SKU: TNW-SHAH-297
Categories: Seeds & Plants
French Okra Zero is a refined, market-favourite okra grown for its small, slim, deep-green pods. The trick to its quality is in the name: pods are picked at the "zero" stage while they are still young and tender, so each one stays soft, smooth and free of the fibrous, woody texture that older okra develops. That young harvest gives a delicate flavour and a clean bite that holds its shape beautifully in stews, tagines and quick sautés, making it a kitchen staple for classic okra dishes.
Okra loves warmth, so timing is everything. Sow only after all danger of frost has passed and the soil has warmed to at least 18 C at a depth of 10 cm; aim for 21 C or higher for the most even stand. Set seed about 2 to 2.5 cm deep when direct-sowing outdoors, or about 1.3 cm deep for a faster start; transplants started indoors are sown shallower, around 0.6 cm. Soaking the seed in water for several hours, or overnight, softens its hard coat and speeds things along. Germination at the right warmth (an optimum of 21 to 35 C) usually takes 7 to 14 days, with the warmest soil giving the quickest emergence. Choose a spot in full sun and, if you can, run rows east to west to capture the most light.

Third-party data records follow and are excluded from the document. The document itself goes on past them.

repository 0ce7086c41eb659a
pub mod http;
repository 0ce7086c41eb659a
pub mod commands;
pub mod dto;
pub mod error;
pub mod ports;
pub mod queries;
pub mod services;

pub use error::ApplicationResult;
pub use services::{ApplicationServices, ArticleUsecase};
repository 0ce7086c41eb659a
// src/domain/errors.rs
use thiserror::Error;

pub type DomainResult<T> = Result<T, DomainError>;

#[derive(Debug, Error)]
pub enum DomainError {
    #[error("validation error: {0}")]
    Validation(String),
    /// The statement could not be executed (driver, I/O or constraint failure).
    #[error("{0}")]
    Query(String),
    /// A row came back but could not be decoded into an article.
    #[error("{0}")]
    Scan(String),
}

impl DomainError {
    pub fn is_storage(&self) -> bool {
        matches!(self, Self::Query(_) | Self::Scan(_))
    }
}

Space seeds along the row and, once seedlings are a few centimetres tall, thin them to a final 45 to 60 cm apart, leaving roughly 0.9 to 1.8 m between rows so plants have room to branch.

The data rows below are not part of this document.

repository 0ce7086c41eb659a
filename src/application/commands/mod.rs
pub mod articles;
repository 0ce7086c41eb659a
// src/application/error.rs
use crate::domain::errors::DomainError;
use thiserror::Error;

pub type ApplicationResult<T> = Result<T, ApplicationError>;

#[derive(Debug, Error)]
pub enum ApplicationError {
    #[error(transparent)]
    Domain(#[from] DomainError),

    #[error("{0}")]
    Validation(String),

    #[error("{0}")]
    NotFound(String),

    /// An operation reported failure without giving a reason.
    #[error("unknown error")]
    Unknown,
}

impl ApplicationError {
    pub fn validation(msg: impl Into<String>) -> Self {
        Self::Validation(msg.into())
    }

    pub fn not_found(msg: impl Into<String>) -> Self {
        Self::NotFound(msg.into())
    }
}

Work a complete fertilizer into the bed before planting — around 1 kg of 10-10-10 per 9 m² is a good guide. Go easy on nitrogen, since too much pushes leafy growth at the expense of flowers and pods. Once plants are established and starting to bear, begin side-dressing: a light feed when plants reach 15 to 20 cm tall, then again 2 to 3 weeks later. As an alternative schedule, you can side-dress with calcium nitrate at roughly 3 to 4 weeks and again at 6 to 8 weeks after planting, timed to coincide with the start of flowering and pod set.

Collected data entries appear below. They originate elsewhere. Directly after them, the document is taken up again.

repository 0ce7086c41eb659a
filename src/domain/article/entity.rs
// src/domain/article/entity.rs
use crate::domain::article::value_objects::{ArticleContent, ArticleId, ArticleTitle};
use chrono::{DateTime, Utc};

#[derive(Debug, Clone, PartialEq, Eq)]
pub struct Article {
    pub id: ArticleId,
    pub title: ArticleTitle,
    pub content: ArticleContent,
    pub created_at: DateTime<Utc>,
    pub updated_at: DateTime<Utc>,
}

impl Article {
    /// Replaces title and content. `created_at` is left alone and `updated_at`
    /// never moves before it, even if the clock reports an earlier instant.
    pub fn revise(&mut self, title: ArticleTitle, content: ArticleContent, now: DateTime<Utc>) {
        self.title = title;
        self.content = content;
        self.updated_at = now.max(self.created_at);
    }
}

/// An article that has not been persisted yet and therefore has no id.
#[derive(Debug, Clone, PartialEq, Eq)]
pub struct NewArticle {
    pub title: ArticleTitle,
    pub content: ArticleContent,
    pub created_at: DateTime<Utc>,
    pub updated_at: DateTime<Utc>,
}

impl NewArticle {
    pub fn new(title: ArticleTitle, content: ArticleContent, now: DateTime<Utc>) -> Self {
        Self {
            title,
            content,
            created_at: now,
            updated_at: now,
        }
    }

    pub fn with_id(self, id: ArticleId) -> Article {
        Article {
            id,
            title: self.title,
            content: self.content,
            created_at: self.created_at,
            updated_at: self.updated_at,
        }
    }
}
// src/infrastructure/repositories/mod.rs
mod error;
mod sqlite_article;

pub use error::map_sqlx;
pub use sqlite_article::SqliteArticleRepository;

Keep soil moisture even down to about 15 cm. In dry spells, give a deep soaking of around 2.5 to 4 cm of water once every 7 to 10 days, and water at ground level beneath the leaves so the foliage and pods stay dry. Watch for common pests such as flea beetles, Japanese beetles, blister beetles, cucumber beetles, corn earworm and, as Clemson notes, stink bugs and aphids. The most damaging problems are root-decay and root-rot diseases that kill young seedlings, along with root-knot nematode, Southern stem blight and Fusarium or Verticillium wilt; pod rot can also appear. Pods are usually ready about 60 to 70 days after planting. Pick them young and tender, at about 5 to 8 cm long (clip at 8 to 10 cm if you prefer), and harvest at least every couple of days — pods grow fast, and letting them mature on the plant turns them tough and fibrous while slowing further production.
Growing in Egypt: Okra is heat-loving with no frost tolerance, so time sowing to soil warmth rather than the calendar. In the Nile Delta and Lower Egypt, direct-sow mainly from mid-March through April once spring soil has warmed, with a feasible second sowing in May to June; the warm Delta summer supports a long picking season. Avoid the cool, damp November to February window, when cold soil causes poor, uneven germination and serious root-rot and seedling-death problems. In warmer Upper Egypt the soil warms sooner, so sowing can begin a few weeks earlier — from late February into March — and continue through spring; okra tolerates the mid-summer heat well, but increase irrigation in the hot, arid south beyond the baseline and water early so foliage dries quickly. In both regions, soaking seed overnight and sowing into already-warm beds gives the most uniform stand.